YES... now we're getting somewhere. I won't argue semantics between distortion and harmonics - in this case, they're close enough that I'll accept them as nearly synonymous.
Now the difference between tube and S/S electronics is the level at which these harmonics (or distortion) are produced. For tube amplification, they're present at nearly every power level; for s/s amplification, the harmonics are introduced only when overdriven - if s/s distortion (read: harmonics if it makes you feel better) appeared at the same level as tube distortion (harmonics), a s/s amp would sound like FM radio tuned between channels.

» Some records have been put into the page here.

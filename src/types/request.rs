//! Classification request/response payloads

use crate::error::ValidationError;
use crate::types::prediction::EnsembleResult;
use serde::{Deserialize, Serialize};

/// Text to classify
#[derive(Debug, Clone, Serialize, Deserialize)]
pub struct AnalyzeRequest {
    pub text: String,
}

impl AnalyzeRequest {
    pub fn new(text: impl Into<String>) -> Self {
        Self { text: text.into() }
    }

    /// Reject empty (or whitespace-only) text and text over `max_len` characters.
    pub fn validate(&self, max_len: usize) -> Result<&str, ValidationError> {
        if self.text.trim().is_empty() {
            return Err(ValidationError::EmptyText);
        }

        let len = self.text.chars().count();
        if len > max_len {
            return Err(ValidationError::TooLong { len, max: max_len });
        }

        Ok(&self.text)
    }
}

/// Final label and confidence
#[derive(Debug, Clone, PartialEq, Serialize, Deserialize)]
pub struct AnalyzeResponse {
    pub label: String,
    pub confidence: f64,
}

impl From<&EnsembleResult> for AnalyzeResponse {
    fn from(result: &EnsembleResult) -> Self {
        Self {
            label: result.label.to_string(),
            confidence: result.confidence,
        }
    }
}

/// Failure reply on the NATS request path
#[derive(Debug, Clone, PartialEq, Serialize, Deserialize)]
pub struct ErrorResponse {
    pub error: String,
}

In short - hopefully we can all agree on these points on both sides:
- odd order harmonics (ie: transistors) sound bad
- even order harmonics (ie: tubes) sound not so bad (really just "octaving" - at 12th intervals)
- tube amp reproduction demonstrates these "good" harmonics at all power levels
- S/S amp reproduction demonstrates these "bad" harmonics only when overdriven
- tube amps sound "round" because of the even order harmonics - the guitarded (players of 6-strings) among us will recognize the sound of an octaver
- s/s amps offer flat reproduction because of the (relative) lack of harmonic distortion until they are overdriven (at which point they exhibit ugly noisy distortion)
It's far oversimplified, but a good starting point for coming together.